Exercise objective:
Check each line of the entries. Copy the ones that contain the string "does".

Excerpts from a dataset:
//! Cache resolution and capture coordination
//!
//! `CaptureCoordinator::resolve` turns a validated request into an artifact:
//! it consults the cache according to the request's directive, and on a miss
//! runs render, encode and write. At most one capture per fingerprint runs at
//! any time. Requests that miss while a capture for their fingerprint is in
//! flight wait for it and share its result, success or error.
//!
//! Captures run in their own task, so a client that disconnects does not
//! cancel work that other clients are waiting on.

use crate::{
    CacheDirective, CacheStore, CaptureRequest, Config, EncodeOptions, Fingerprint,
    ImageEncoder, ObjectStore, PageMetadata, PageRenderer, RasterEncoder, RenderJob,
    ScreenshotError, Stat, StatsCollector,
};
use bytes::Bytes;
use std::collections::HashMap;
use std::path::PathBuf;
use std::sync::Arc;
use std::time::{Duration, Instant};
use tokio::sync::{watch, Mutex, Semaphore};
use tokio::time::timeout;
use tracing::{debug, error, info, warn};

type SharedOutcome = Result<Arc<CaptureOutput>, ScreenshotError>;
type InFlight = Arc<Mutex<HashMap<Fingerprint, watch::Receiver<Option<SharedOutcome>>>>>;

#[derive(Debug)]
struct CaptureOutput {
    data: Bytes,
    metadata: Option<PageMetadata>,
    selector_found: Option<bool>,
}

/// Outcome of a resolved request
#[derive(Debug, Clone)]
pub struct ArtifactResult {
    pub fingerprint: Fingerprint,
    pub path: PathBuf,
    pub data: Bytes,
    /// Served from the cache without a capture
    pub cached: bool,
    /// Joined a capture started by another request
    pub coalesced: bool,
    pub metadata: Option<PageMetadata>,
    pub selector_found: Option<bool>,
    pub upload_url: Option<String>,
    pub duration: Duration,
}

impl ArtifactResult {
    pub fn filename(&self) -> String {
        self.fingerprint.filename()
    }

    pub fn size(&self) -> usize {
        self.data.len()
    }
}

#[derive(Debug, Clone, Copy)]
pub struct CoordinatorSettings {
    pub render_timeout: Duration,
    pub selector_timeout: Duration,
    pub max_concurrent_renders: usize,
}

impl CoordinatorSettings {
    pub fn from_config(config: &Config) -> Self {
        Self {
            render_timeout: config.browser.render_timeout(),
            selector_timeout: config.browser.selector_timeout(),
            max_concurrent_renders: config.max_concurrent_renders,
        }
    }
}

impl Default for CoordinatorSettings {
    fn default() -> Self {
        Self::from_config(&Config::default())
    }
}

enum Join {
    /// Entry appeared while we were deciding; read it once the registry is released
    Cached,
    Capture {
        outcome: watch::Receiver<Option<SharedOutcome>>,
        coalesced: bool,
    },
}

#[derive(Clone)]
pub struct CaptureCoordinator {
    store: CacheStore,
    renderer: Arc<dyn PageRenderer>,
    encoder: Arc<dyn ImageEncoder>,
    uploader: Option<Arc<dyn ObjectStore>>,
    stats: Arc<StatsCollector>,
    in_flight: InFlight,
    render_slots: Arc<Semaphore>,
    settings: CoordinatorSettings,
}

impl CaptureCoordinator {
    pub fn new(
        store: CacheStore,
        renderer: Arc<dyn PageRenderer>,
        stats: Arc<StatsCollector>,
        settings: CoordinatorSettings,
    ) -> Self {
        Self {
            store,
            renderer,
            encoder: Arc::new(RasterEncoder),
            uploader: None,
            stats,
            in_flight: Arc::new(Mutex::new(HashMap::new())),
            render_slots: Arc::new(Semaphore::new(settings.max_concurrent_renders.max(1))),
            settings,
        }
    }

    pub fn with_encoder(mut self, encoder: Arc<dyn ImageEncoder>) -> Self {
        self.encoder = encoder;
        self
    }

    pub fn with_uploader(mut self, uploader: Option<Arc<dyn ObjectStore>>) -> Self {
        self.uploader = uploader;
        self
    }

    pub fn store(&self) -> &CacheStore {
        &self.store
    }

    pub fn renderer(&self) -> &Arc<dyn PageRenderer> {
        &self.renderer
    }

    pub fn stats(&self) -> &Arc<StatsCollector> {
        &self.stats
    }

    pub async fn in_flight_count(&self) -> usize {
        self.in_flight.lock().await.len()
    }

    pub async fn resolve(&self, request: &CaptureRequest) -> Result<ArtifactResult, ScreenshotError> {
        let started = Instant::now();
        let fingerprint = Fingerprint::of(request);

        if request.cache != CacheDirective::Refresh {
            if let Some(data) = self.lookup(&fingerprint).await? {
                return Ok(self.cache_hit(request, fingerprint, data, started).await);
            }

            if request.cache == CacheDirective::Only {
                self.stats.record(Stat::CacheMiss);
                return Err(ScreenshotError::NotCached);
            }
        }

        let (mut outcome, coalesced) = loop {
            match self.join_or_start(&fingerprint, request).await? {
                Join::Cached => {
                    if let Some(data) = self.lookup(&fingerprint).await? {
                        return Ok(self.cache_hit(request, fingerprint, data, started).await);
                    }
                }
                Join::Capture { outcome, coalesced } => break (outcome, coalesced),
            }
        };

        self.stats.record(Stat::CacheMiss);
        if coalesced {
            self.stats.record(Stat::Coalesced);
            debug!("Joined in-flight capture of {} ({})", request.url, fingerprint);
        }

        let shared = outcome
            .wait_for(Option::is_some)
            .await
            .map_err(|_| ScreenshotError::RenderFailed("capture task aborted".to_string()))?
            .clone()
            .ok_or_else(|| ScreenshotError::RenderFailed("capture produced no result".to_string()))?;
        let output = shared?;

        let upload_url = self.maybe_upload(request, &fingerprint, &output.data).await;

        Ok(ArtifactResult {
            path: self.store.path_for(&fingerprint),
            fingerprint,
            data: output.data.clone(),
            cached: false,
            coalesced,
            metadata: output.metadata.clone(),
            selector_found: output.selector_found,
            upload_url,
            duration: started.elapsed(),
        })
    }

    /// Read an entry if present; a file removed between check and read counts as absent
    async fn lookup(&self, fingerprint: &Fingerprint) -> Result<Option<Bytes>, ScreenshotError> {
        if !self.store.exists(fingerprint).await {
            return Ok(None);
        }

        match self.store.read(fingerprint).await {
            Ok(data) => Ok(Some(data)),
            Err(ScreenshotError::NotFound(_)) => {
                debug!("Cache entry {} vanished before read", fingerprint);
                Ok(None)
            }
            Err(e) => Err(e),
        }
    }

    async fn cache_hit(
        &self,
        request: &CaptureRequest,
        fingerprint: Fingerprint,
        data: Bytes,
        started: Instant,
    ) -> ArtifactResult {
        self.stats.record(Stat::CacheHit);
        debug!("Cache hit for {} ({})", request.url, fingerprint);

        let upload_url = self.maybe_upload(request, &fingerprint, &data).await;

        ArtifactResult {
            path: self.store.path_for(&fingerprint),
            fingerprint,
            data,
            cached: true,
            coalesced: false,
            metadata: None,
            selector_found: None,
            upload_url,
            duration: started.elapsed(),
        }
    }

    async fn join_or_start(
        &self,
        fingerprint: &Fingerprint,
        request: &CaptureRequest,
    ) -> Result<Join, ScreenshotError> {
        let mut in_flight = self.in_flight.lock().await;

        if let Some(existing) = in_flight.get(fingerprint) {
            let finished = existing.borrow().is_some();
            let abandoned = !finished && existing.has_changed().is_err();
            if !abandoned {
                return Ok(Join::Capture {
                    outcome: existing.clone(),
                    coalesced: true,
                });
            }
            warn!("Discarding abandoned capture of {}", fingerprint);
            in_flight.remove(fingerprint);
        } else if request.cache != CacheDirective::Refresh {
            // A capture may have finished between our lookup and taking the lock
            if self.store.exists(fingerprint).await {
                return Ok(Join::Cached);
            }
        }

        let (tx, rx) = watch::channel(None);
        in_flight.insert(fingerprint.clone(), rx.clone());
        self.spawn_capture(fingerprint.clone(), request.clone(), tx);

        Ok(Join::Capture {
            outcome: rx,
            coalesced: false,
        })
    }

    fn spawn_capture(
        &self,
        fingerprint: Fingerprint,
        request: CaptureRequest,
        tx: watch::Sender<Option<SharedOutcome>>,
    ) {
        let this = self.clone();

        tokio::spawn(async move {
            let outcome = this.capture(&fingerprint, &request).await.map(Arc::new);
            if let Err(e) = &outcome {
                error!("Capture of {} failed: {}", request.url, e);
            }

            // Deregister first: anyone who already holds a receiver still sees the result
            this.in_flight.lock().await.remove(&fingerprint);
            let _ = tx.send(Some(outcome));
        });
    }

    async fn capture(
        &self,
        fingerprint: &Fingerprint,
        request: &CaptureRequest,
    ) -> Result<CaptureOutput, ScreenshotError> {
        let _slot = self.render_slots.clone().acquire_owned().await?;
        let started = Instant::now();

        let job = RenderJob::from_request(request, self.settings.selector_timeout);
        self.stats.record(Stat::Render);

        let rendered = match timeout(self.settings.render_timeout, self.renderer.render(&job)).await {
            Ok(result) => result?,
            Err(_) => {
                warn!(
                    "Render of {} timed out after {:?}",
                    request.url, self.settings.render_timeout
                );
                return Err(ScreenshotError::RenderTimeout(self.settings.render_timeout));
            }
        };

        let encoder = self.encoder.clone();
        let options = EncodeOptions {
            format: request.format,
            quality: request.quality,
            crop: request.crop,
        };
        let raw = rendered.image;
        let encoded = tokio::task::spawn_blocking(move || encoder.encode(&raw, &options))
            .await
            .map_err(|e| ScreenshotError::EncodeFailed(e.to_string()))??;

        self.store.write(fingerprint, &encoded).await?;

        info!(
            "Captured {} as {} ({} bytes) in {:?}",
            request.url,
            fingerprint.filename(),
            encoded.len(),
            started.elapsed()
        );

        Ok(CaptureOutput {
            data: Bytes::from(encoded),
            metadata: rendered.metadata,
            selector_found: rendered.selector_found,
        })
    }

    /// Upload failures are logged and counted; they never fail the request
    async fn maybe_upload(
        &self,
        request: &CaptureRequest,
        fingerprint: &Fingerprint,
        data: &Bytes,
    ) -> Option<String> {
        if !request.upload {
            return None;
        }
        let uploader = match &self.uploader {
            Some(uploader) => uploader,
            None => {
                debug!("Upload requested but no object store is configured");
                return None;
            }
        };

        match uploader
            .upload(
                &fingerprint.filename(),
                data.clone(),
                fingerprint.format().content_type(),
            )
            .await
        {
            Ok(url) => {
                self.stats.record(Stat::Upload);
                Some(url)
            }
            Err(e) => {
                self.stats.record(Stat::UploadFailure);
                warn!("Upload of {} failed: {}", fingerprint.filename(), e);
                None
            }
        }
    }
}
...
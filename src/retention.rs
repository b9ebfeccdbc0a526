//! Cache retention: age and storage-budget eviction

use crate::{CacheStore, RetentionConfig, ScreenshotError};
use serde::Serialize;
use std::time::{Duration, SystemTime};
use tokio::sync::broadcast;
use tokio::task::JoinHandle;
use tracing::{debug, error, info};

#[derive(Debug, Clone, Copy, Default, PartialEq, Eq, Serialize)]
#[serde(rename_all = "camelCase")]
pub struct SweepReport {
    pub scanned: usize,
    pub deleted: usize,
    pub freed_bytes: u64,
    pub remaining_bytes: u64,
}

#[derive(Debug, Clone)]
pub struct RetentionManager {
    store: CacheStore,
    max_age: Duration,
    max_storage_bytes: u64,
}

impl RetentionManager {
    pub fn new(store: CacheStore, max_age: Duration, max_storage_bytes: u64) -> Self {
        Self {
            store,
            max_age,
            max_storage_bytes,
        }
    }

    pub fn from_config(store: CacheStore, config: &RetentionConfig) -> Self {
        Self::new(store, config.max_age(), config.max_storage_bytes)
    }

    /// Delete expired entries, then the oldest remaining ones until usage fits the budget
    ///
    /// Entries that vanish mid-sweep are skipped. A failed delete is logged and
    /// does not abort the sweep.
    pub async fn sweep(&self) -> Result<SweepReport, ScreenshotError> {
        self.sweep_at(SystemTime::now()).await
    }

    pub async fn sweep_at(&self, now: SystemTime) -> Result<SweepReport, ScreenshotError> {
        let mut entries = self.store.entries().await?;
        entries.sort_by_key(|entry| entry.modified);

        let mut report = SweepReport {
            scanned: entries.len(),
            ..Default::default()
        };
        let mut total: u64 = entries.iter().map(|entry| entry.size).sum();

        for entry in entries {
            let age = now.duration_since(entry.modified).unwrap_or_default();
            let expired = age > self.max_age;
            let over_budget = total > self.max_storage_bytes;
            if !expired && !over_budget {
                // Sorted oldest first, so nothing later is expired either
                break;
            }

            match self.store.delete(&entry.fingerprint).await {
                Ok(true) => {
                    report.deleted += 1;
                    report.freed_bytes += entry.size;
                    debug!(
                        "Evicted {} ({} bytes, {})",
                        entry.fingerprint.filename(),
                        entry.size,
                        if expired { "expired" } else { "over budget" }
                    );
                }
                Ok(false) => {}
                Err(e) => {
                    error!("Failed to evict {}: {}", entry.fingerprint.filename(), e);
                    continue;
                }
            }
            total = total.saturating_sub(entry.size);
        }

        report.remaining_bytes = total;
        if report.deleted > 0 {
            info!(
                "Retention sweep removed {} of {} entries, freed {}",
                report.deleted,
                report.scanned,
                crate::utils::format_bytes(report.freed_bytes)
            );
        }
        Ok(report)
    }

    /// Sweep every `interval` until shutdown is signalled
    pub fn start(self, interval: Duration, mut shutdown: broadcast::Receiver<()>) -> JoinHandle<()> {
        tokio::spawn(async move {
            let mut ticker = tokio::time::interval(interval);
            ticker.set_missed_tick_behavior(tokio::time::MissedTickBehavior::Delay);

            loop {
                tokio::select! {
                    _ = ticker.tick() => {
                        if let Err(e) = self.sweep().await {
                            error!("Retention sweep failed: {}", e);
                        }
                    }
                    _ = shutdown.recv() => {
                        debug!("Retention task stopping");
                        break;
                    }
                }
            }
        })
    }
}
--
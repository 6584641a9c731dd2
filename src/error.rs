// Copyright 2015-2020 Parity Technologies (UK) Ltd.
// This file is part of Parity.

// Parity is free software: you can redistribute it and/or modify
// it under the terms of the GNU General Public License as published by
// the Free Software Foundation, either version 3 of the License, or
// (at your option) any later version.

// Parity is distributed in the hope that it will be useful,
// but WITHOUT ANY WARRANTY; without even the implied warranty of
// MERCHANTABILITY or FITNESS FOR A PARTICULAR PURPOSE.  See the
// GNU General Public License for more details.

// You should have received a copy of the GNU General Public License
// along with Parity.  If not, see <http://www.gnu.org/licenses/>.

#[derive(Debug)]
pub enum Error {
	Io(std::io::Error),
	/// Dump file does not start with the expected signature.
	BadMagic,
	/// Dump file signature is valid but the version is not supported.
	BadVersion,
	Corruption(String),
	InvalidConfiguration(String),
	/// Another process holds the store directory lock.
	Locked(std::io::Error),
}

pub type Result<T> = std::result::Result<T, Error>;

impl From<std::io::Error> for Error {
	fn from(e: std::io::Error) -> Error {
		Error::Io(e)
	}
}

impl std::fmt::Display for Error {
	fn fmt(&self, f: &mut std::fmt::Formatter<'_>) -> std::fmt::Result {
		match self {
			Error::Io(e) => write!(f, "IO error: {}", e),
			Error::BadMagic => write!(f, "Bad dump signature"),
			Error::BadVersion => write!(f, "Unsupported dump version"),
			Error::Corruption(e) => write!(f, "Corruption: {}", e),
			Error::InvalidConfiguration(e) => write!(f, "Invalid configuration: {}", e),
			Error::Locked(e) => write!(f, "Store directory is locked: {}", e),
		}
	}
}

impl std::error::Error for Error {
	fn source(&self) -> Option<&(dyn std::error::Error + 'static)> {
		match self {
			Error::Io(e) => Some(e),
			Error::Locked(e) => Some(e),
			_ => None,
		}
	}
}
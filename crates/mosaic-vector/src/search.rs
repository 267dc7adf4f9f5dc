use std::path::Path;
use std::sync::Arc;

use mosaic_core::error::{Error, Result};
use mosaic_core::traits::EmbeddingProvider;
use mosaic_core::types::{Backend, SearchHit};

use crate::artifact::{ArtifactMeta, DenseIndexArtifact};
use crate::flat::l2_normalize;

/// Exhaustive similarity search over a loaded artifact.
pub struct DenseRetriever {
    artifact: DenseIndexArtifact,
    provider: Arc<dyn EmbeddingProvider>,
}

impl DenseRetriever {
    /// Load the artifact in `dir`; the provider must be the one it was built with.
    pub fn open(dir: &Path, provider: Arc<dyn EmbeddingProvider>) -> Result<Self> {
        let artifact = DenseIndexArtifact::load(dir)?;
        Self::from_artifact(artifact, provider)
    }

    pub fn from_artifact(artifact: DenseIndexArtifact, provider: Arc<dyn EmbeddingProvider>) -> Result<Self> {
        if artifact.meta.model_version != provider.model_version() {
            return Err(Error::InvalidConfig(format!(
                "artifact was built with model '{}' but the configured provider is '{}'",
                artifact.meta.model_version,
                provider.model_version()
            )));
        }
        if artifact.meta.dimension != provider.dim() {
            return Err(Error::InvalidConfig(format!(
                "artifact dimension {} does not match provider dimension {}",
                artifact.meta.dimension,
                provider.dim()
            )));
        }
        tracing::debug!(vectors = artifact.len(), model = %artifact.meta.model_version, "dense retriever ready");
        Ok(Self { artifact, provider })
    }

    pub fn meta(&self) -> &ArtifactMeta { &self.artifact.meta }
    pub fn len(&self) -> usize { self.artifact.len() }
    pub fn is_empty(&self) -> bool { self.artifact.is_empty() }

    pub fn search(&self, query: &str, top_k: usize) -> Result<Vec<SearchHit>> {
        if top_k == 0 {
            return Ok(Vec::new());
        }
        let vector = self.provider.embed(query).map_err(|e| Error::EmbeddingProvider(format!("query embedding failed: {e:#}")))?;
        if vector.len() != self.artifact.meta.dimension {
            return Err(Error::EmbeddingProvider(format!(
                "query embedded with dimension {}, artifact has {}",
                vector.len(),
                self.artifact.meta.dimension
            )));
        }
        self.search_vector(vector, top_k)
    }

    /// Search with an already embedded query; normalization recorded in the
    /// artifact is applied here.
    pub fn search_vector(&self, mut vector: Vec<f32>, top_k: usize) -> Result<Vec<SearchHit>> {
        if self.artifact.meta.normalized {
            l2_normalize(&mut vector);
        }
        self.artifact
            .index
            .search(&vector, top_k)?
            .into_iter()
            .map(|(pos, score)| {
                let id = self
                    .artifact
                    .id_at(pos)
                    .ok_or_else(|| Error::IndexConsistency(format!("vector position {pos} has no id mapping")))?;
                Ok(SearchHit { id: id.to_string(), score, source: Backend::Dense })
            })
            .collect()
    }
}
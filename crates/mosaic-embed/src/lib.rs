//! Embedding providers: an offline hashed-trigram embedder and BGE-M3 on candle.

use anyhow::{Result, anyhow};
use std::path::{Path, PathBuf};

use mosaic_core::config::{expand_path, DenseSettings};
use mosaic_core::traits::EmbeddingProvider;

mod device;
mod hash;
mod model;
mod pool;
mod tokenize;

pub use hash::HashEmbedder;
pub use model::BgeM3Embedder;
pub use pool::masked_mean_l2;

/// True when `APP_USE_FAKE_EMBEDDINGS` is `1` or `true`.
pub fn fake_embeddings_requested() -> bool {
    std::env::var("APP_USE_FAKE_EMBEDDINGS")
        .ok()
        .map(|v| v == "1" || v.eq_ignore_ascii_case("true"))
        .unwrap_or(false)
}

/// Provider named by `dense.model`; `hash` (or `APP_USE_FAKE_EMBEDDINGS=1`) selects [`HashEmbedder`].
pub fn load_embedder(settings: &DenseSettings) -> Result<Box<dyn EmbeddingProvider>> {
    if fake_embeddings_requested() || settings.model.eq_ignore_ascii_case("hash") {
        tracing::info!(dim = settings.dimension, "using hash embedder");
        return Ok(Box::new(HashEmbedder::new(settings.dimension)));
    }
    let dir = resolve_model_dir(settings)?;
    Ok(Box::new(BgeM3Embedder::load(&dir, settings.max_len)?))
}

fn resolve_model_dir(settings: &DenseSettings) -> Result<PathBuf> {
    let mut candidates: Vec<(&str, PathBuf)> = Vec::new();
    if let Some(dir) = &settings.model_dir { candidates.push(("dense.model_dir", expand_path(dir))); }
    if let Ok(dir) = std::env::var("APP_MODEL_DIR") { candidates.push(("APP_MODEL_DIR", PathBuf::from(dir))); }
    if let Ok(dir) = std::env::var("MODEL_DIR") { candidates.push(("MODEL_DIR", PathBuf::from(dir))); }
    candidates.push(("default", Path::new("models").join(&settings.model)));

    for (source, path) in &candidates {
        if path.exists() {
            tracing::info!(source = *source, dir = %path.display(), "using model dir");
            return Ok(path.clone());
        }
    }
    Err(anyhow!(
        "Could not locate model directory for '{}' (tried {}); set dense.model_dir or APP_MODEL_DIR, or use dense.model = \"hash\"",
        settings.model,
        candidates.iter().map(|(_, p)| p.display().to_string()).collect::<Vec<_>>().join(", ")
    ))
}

Answer to this problem:
//! Captures run in their own task, so a client that disconnects does not
    /// does not abort the sweep.
	/// Dump file does not start with the expected signature.
                "artifact dimension {} does not match provider dimension {}",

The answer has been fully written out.